China dug deeper into its bag of tricks this week to slow the rise of the yuan against the US dollar, but it faces an uphill battle as the American currency weakens and money pours into the country following its strong post-pandemic recovery.
On Tuesday, the government granted new quotas to domestic financial institutions allowing them to invest overseas under the Qualified Domestic Institutional Investor (QDII) programme.
The State Administration of Foreign Exchange (SAFE), the nation’s foreign exchange regulator, approved US$10.3 billion worth of QDII quotas for 17 financial institutions, the largest batch since it resumed granting new quotas in September last year.
By allowing greater capital outflows, it will increase demand for foreign currencies, putting downward pressure on the yuan.
The move came a day after the People’s Bank of China (PBOC) raised the amount of money that financial institutions must hold in reserve for their foreign exchange deposits, which analysts estimated would wipe US$20 billion from the foreign exchange market when the rule comes into effect on June 15.

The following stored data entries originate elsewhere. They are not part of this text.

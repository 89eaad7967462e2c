//! Webhook normalization - a pure function over the two gateway wire shapes.
//!
//! The gateway delivers notifications in two formats:
//!
//! - new shape, body only: `{type, action, data: {id}}`
//! - old shape: query params `topic`/`type` and `data.id`/`id`, or a body
//!   carrying `{topic, resource}` where `resource` is a string or `{id}`
//!
//! Normalization produces a tagged union instead of ad-hoc field probing in
//! the handler. The event is transient - a parse result, never persisted.

use std::collections::HashMap;

use serde_json::Value;

use crate::domain::foundation::PaymentId;

/// The only event type the confirmation flow acts on.
pub const PAYMENT_EVENT_TYPE: &str = "payment";

/// Outcome of normalizing an inbound webhook delivery.
#[derive(Debug, Clone, PartialEq, Eq)]
pub enum NormalizedEvent {
    /// A payment event carrying the gateway payment id.
    Payment { payment_id: PaymentId },
    /// Not a payment event; acknowledged without side effects.
    Ignored { event_type: Option<String> },
    /// A payment event with no resolvable payment id. Terminal: the input
    /// is structurally bad, redelivery cannot fix it.
    MissingPaymentId,
}

/// Normalizes a webhook delivery from its query params and (leniently
/// parsed) JSON body.
pub fn normalize_webhook(query: &HashMap<String, String>, body: &Value) -> NormalizedEvent {
    let (event_type, payment_id) = if let Some(body_type) = body.get("type").and_then(Value::as_str)
    {
        // New shape: the body is authoritative.
        (
            Some(body_type.to_string()),
            body.get("data")
                .and_then(|d| d.get("id"))
                .and_then(PaymentId::from_json),
        )
    } else {
        let event_type = query
            .get("topic")
            .or_else(|| query.get("type"))
            .cloned()
            .or_else(|| {
                body.get("topic")
                    .and_then(Value::as_str)
                    .map(str::to_string)
            });
        (event_type, old_shape_payment_id(query, body))
    };

    match event_type.as_deref() {
        Some(PAYMENT_EVENT_TYPE) => match payment_id {
            Some(payment_id) => NormalizedEvent::Payment { payment_id },
            None => NormalizedEvent::MissingPaymentId,
        },
        _ => NormalizedEvent::Ignored { event_type },
    }
}

/// Old-shape payment id resolution, in documented precedence order.
fn old_shape_payment_id(query: &HashMap<String, String>, body: &Value) -> Option<PaymentId> {
    if let Some(id) = query.get("data.id").or_else(|| query.get("id")) {
        return PaymentId::new(id.clone()).ok();
    }
    if let Some(id) = body.get("data").and_then(|d| d.get("id")) {
        return PaymentId::from_json(id);
    }
    match body.get("resource") {
        Some(Value::String(resource)) => PaymentId::new(resource.clone()).ok(),
        Some(Value::Object(resource)) => resource.get("id").and_then(PaymentId::from_json),
        _ => None,
    }
}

The new measures appear to have had the intended effect, halting the yuan’s rise against the US dollar. The yuan-US dollar exchange was 6.39 on Thursday afternoon, weakening from 6.36 on Monday.
A higher yuan exchange rate figure means it takes more yuan to purchase one US dollar, indicating a weaker Chinese currency
Still, Beijing will have a tough time controlling appreciation of the yuan in the face of a weakening US dollar, large capital inflows due to China’s strong economic fundamentals, and constraints on its ability to intervene in the market given increased US scrutiny as trade talks resume.
“It is a trend for Chinese residents and corporations to allocate their assets overseas. It has been accelerated given the huge inflows and the fast yuan appreciation,” said Ding Shuang, chief Greater China economist at Standard Chartered Bank.
In recent years, Beijing has strictly managed capital flows, given the exodus of money from the country after the stock market crash of 2015. China used up almost US$1 trillion of its foreign exchange reserves in the following two years to control the value of the yuan.
However, capital controls started to ease in the second half of last year, when foreign investors scrambled to buy Chinese stocks and bonds because of the country’s effective coronavirus pandemic control and quick economic recovery.
In May, inflows into Chinese equities reached US$11.3 billion, according to the International Institute of Finance. Foreign investors increased their holdings of Chinese bonds by 73.1 billion yuan (US$11.45 billion) in April, with the outstanding total reaching 3.8 per cent of the market size, an increase of 0.32 per cent from last year.
“What worries Beijing most is the momentum of quick appreciation and the one-way bet [on a further rise],” Ding said.
The market now expects Beijing to soon approve the launch of the so-called southbound leg Bond Connect and Wealth Management Connect scheme, which will allow mainlanders to invest in stocks and bonds in Hong Kong, he said.
SAFE has so far approved a total QDII quota of US$147.3 billion, US$43.3 billion of which has been granted since last September.
Chinese securities investment overseas reached US$900 billion at the end of last year, including US$409.1 billion in Hong Kong, US$178.4 billion in the United States and US$21.5 billion in Britain, SAFE data showed.
Beijing has also kept up its campaign to talk down the yuan exchange rate, with the official Xinhua News Agency again warning against speculative trading on Wednesday.
Beijing’s use of alternative methods to curb the yuan’s rise come amid increased scrutiny from the Biden administration of China’s opaque exchange rate mechanism as high-level trade talks resume between the world’s two biggest economies, analysts have said.
China promised to refrain from manipulating the yuan’s exchange rate for competitive advantage as part of the phase one trade deal signed with the US last year.
But Washington is concerned Chinese state-owned banks might be acting as proxies for the central bank to intervene in the market.